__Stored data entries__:
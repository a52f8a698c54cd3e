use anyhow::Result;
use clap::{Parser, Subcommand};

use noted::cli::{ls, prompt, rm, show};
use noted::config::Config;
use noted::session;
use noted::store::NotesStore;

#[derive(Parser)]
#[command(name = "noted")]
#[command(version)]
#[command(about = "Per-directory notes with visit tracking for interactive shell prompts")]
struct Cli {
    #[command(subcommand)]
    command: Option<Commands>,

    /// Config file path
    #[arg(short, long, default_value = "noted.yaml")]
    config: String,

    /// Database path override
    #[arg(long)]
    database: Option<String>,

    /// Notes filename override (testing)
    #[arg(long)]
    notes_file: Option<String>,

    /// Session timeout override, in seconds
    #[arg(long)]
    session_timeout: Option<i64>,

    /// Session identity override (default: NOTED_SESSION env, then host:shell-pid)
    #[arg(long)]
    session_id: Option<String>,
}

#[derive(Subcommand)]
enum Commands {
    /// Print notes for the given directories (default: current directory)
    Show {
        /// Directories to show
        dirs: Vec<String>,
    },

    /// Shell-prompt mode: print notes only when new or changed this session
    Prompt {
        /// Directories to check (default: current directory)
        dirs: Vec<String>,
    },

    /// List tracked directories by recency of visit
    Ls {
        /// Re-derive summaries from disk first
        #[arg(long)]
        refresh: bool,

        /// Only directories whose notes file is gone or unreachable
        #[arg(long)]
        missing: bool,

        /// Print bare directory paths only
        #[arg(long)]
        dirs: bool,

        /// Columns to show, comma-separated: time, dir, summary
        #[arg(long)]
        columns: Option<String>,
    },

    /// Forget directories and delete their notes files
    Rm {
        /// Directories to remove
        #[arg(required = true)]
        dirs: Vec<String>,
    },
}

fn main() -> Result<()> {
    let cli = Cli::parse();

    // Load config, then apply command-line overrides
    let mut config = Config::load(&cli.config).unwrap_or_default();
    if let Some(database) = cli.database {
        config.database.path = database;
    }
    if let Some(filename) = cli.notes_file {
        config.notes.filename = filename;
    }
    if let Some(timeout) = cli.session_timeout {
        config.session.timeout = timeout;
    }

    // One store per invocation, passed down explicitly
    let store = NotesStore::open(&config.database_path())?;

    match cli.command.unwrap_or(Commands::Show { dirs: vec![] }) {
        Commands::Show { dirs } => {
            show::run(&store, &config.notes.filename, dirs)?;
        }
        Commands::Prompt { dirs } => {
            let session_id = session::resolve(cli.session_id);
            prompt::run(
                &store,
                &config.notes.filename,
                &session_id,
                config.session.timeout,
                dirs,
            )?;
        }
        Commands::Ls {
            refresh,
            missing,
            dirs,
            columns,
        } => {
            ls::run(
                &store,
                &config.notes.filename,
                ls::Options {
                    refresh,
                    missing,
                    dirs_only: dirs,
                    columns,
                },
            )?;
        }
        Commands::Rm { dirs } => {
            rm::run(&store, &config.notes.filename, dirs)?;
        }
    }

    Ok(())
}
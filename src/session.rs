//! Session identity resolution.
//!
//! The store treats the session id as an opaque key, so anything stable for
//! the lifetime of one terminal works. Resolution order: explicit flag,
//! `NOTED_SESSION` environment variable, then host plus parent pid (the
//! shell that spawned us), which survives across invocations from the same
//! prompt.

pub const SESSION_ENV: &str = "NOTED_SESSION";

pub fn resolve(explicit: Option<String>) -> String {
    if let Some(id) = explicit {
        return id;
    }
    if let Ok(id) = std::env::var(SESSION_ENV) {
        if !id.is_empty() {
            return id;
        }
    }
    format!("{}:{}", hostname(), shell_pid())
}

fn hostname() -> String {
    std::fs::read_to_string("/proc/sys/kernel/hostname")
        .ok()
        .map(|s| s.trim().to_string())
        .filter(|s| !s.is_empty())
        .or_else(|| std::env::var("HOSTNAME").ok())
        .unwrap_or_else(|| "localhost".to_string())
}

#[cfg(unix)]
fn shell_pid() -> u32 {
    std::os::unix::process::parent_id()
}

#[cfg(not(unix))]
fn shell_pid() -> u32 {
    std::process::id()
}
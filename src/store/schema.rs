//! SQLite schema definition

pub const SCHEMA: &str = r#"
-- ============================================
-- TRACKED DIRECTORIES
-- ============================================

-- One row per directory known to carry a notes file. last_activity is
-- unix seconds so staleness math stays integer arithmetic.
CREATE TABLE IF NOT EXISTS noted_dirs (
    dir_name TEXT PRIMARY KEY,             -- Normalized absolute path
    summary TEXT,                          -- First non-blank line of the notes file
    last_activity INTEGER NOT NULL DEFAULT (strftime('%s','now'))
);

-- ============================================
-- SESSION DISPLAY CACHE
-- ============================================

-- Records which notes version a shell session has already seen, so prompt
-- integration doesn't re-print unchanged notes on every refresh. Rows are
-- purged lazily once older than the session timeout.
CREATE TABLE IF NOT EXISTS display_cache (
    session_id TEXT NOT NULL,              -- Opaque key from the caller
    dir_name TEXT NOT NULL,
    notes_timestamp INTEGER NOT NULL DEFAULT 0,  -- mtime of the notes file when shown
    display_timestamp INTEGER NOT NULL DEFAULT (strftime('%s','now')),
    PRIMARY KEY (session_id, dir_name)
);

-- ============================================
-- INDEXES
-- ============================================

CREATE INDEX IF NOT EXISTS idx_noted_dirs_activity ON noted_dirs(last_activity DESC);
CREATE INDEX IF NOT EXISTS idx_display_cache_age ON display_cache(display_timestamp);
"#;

__Try it__: Could you write out all the entries word for word?

__Exercise solution__:
repository a52f8a698c54cd3e
use anyhow::Result;
use clap::{Parser, Subcommand};

use noted::cli::{ls, prompt, rm, show};
use noted::config::Config;
use noted::session;
use noted::store::NotesStore;

#[derive(Parser)]
#[command(name = "noted")]
#[command(version)]
#[command(about = "Per-directory notes with visit tracking for interactive shell prompts")]
struct Cli {
    #[command(subcommand)]
    command: Option<Commands>,

    /// Config file path
    #[arg(short, long, default_value = "noted.yaml")]
    config: String,

    /// Database path override
    #[arg(long)]
    database: Option<String>,

    /// Notes filename override (testing)
    #[arg(long)]
    notes_file: Option<String>,

    /// Session timeout override, in seconds
    #[arg(long)]
    session_timeout: Option<i64>,

    /// Session identity override (default: NOTED_SESSION env, then host:shell-pid)
    #[arg(long)]
    session_id: Option<String>,
}

#[derive(Subcommand)]
enum Commands {
    /// Print notes for the given directories (default: current directory)
    Show {
        /// Directories to show
        dirs: Vec<String>,
    },

    /// Shell-prompt mode: print notes only when new or changed this session
    Prompt {
        /// Directories to check (default: current directory)
        dirs: Vec<String>,
    },

    /// List tracked directories by recency of visit
    Ls {
        /// Re-derive summaries from disk first
        #[arg(long)]
        refresh: bool,

        /// Only directories whose notes file is gone or unreachable
        #[arg(long)]
        missing: bool,

        /// Print bare directory paths only
        #[arg(long)]
        dirs: bool,

        /// Columns to show, comma-separated: time, dir, summary
        #[arg(long)]
        columns: Option<String>,
    },

    /// Forget directories and delete their notes files
    Rm {
        /// Directories to remove
        #[arg(required = true)]
        dirs: Vec<String>,
    },
}

fn main() -> Result<()> {
    let cli = Cli::parse();

    // Load config, then apply command-line overrides
    let mut config = Config::load(&cli.config).unwrap_or_default();
    if let Some(database) = cli.database {
        config.database.path = database;
    }
    if let Some(filename) = cli.notes_file {
        config.notes.filename = filename;
    }
    if let Some(timeout) = cli.session_timeout {
        config.session.timeout = timeout;
    }

    // One store per invocation, passed down explicitly
    let store = NotesStore::open(&config.database_path())?;

    match cli.command.unwrap_or(Commands::Show { dirs: vec![] }) {
        Commands::Show { dirs } => {
            show::run(&store, &config.notes.filename, dirs)?;
        }
        Commands::Prompt { dirs } => {
            let session_id = session::resolve(cli.session_id);
            prompt::run(
                &store,
                &config.notes.filename,
                &session_id,
                config.session.timeout,
                dirs,
            )?;
        }
        Commands::Ls {
            refresh,
            missing,
            dirs,
            columns,
        } => {
            ls::run(
                &store,
                &config.notes.filename,
                ls::Options {
                    refresh,
                    missing,
                    dirs_only: dirs,
                    columns,
                },
            )?;
        }
        Commands::Rm { dirs } => {
            rm::run(&store, &config.notes.filename, dirs)?;
        }
    }

    Ok(())
}
filename src/session.rs
//! Session identity resolution.
//!
//! The store treats the session id as an opaque key, so anything stable for
//! the lifetime of one terminal works. Resolution order: explicit flag,
//! `NOTED_SESSION` environment variable, then host plus parent pid (the
//! shell that spawned us), which survives across invocations from the same
//! prompt.

pub const SESSION_ENV: &str = "NOTED_SESSION";

pub fn resolve(explicit: Option<String>) -> String {
    if let Some(id) = explicit {
        return id;
    }
    if let Ok(id) = std::env::var(SESSION_ENV) {
        if !id.is_empty() {
            return id;
        }
    }
    format!("{}:{}", hostname(), shell_pid())
}

fn hostname() -> String {
    std::fs::read_to_string("/proc/sys/kernel/hostname")
        .ok()
        .map(|s| s.trim().to_string())
        .filter(|s| !s.is_empty())
        .or_else(|| std::env::var("HOSTNAME").ok())
        .unwrap_or_else(|| "localhost".to_string())
}

#[cfg(unix)]
fn shell_pid() -> u32 {
    std::os::unix::process::parent_id()
}

#[cfg(not(unix))]
fn shell_pid() -> u32 {
    std::process::id()
}
filename src/store/schema.rs
//! SQLite schema definition

pub const SCHEMA: &str = r#"
-- ============================================
-- TRACKED DIRECTORIES
-- ============================================

-- One row per directory known to carry a notes file. last_activity is
-- unix seconds so staleness math stays integer arithmetic.
CREATE TABLE IF NOT EXISTS noted_dirs (
    dir_name TEXT PRIMARY KEY,             -- Normalized absolute path
    summary TEXT,                          -- First non-blank line of the notes file
    last_activity INTEGER NOT NULL DEFAULT (strftime('%s','now'))
);

-- ============================================
-- SESSION DISPLAY CACHE
-- ============================================

-- Records which notes version a shell session has already seen, so prompt
-- integration doesn't re-print unchanged notes on every refresh. Rows are
-- purged lazily once older than the session timeout.
CREATE TABLE IF NOT EXISTS display_cache (
    session_id TEXT NOT NULL,              -- Opaque key from the caller
    dir_name TEXT NOT NULL,
    notes_timestamp INTEGER NOT NULL DEFAULT 0,  -- mtime of the notes file when shown
    display_timestamp INTEGER NOT NULL DEFAULT (strftime('%s','now')),
    PRIMARY KEY (session_id, dir_name)
);

-- ============================================
-- INDEXES
-- ============================================

CREATE INDEX IF NOT EXISTS idx_noted_dirs_activity ON noted_dirs(last_activity DESC);
CREATE INDEX IF NOT EXISTS idx_display_cache_age ON display_cache(display_timestamp);
"#;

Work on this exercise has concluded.